Il y avait là des chrétiens et des membres de la communauté alaouite, celle du clan Assad, des sunnites, bien sûr, puisqu’ils représentent plus de 60% de la population syrienne, 52 personnalités individuelles, des représentants de 16 groupes armés et des Kurdes, enfin, présents dans la délégation d’une coordination nationale et non pas comme représentants de leurs organisations armées afin d’éviter toute objection de la Turquie.

Il y avait autrement dit là, d’une part, des islamistes et des laïcs, de l’autre des opposants tolérés par le régime et des insurgés le combattant les armes à la main, et tous se sont mis d’accord pour définir la future Syrie comme un état « civil », ni religieux ni militaire, pluraliste et respectueux de toutes ses communautés, des droits de l’Homme et de l’Etat de droit. C’en était trop pour l’un des groupes islamistes présents, Ahrar al-Cham, qui s’est un moment retiré des discussions mais qui semblait, dans la nuit, revenir sur cette décision par crainte de se retrouver en marge d’une unanimité nationale

Ce n’est qu’une étape vers un règlement de paix, une étape avant bien d'autres, mais une étape capitale car l’opposition est maintenant en situation d’ouvrir avec le régime Assad les négociations auxquelles la conférence de Genève avait appelé dès juin 2012.

Ces négociations sont depuis devenues le premier objectif de la feuille de route adoptée le 14 novembre dernier à Vienne par l’Iran chiite, les pays sunnites, les Américains, les Russes et les Européens. Elles devraient conduire à des changements constitutionnels, un cessez-le-feu puis une élection présidentielle à laquelle devraient prendre part les plus de quatre millions d’exilés syriens qui ne sont évidemment pas des partisans de Bachar al-Assad.

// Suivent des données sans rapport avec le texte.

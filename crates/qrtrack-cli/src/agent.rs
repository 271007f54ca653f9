use std::io::{self, BufRead, Write};

use async_trait::async_trait;
use qrtrack_core::auth::{AuthorizationAgent, AuthorizationRequest, SignInError};
use tracing::debug;
use url::Url;

/// Browser hand-off for a terminal: print the authorization URL, then read
/// back the URL the browser was redirected to. An empty line cancels.
pub struct TerminalAgent;

#[async_trait]
impl AuthorizationAgent for TerminalAgent {
    async fn present(&self, request: &AuthorizationRequest) -> Result<Option<Url>, SignInError> {
        let url = request.url.to_string();
        let redirect_prefix = request.redirect_uri.to_string();

        let line = tokio::task::spawn_blocking(move || prompt(&url, &redirect_prefix))
            .await
            .map_err(|e| SignInError::Provider(format!("prompt task failed: {}", e)))?
            .map_err(|e| SignInError::Provider(format!("could not read from terminal: {}", e)))?;

        let line = line.trim();
        if line.is_empty() {
            return Ok(None);
        }
        let redirect = Url::parse(line)
            .map_err(|e| SignInError::Provider(format!("not a valid redirect URL: {}", e)))?;
        debug!(scheme = redirect.scheme(), "Redirect URL received");
        Ok(Some(redirect))
    }
}

fn prompt(url: &str, redirect_prefix: &str) -> io::Result<String> {
    let mut stderr = io::stderr();
    writeln!(stderr, "Open this URL in your browser to sign in:\n\n  {}\n", url)?;
    writeln!(
        stderr,
        "After signing in, paste the address you were sent to (starts with {}).",
        redirect_prefix
    )?;
    write!(stderr, "Redirect URL (empty to cancel): ")?;
    stderr.flush()?;

    let mut line = String::new();
    io::stdin().lock().read_line(&mut line)?;
    Ok(line)
}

En tout état de cause, l’actuel président devrait avoir à transmettre l’essentiel de ses pouvoirs, notamment militaires et policiers, aux autorités de transition dès qu’elles auront été mises en place. C’est ce qui avait été prévu par la Conférence de Genève à laquelle les Russes étaient partie prenante et c’est, bien sûr, ce que l’opposition désormais unie, y compris donc l’opposition légale, envisage dans sa déclaration d’hier en disant que « Bachar al-Assad et sa clique devront quitter le pouvoir au début de la phase de transition ».

La formulation est volontairement ambiguë. Cela peut vouloir dire ou bien démissionner ou bien céder ses pouvoirs et ce sera tout l’enjeu, formidablement complexe, des prochaines discussions internationales à Genève aujourd’hui et dans une semaine à New York.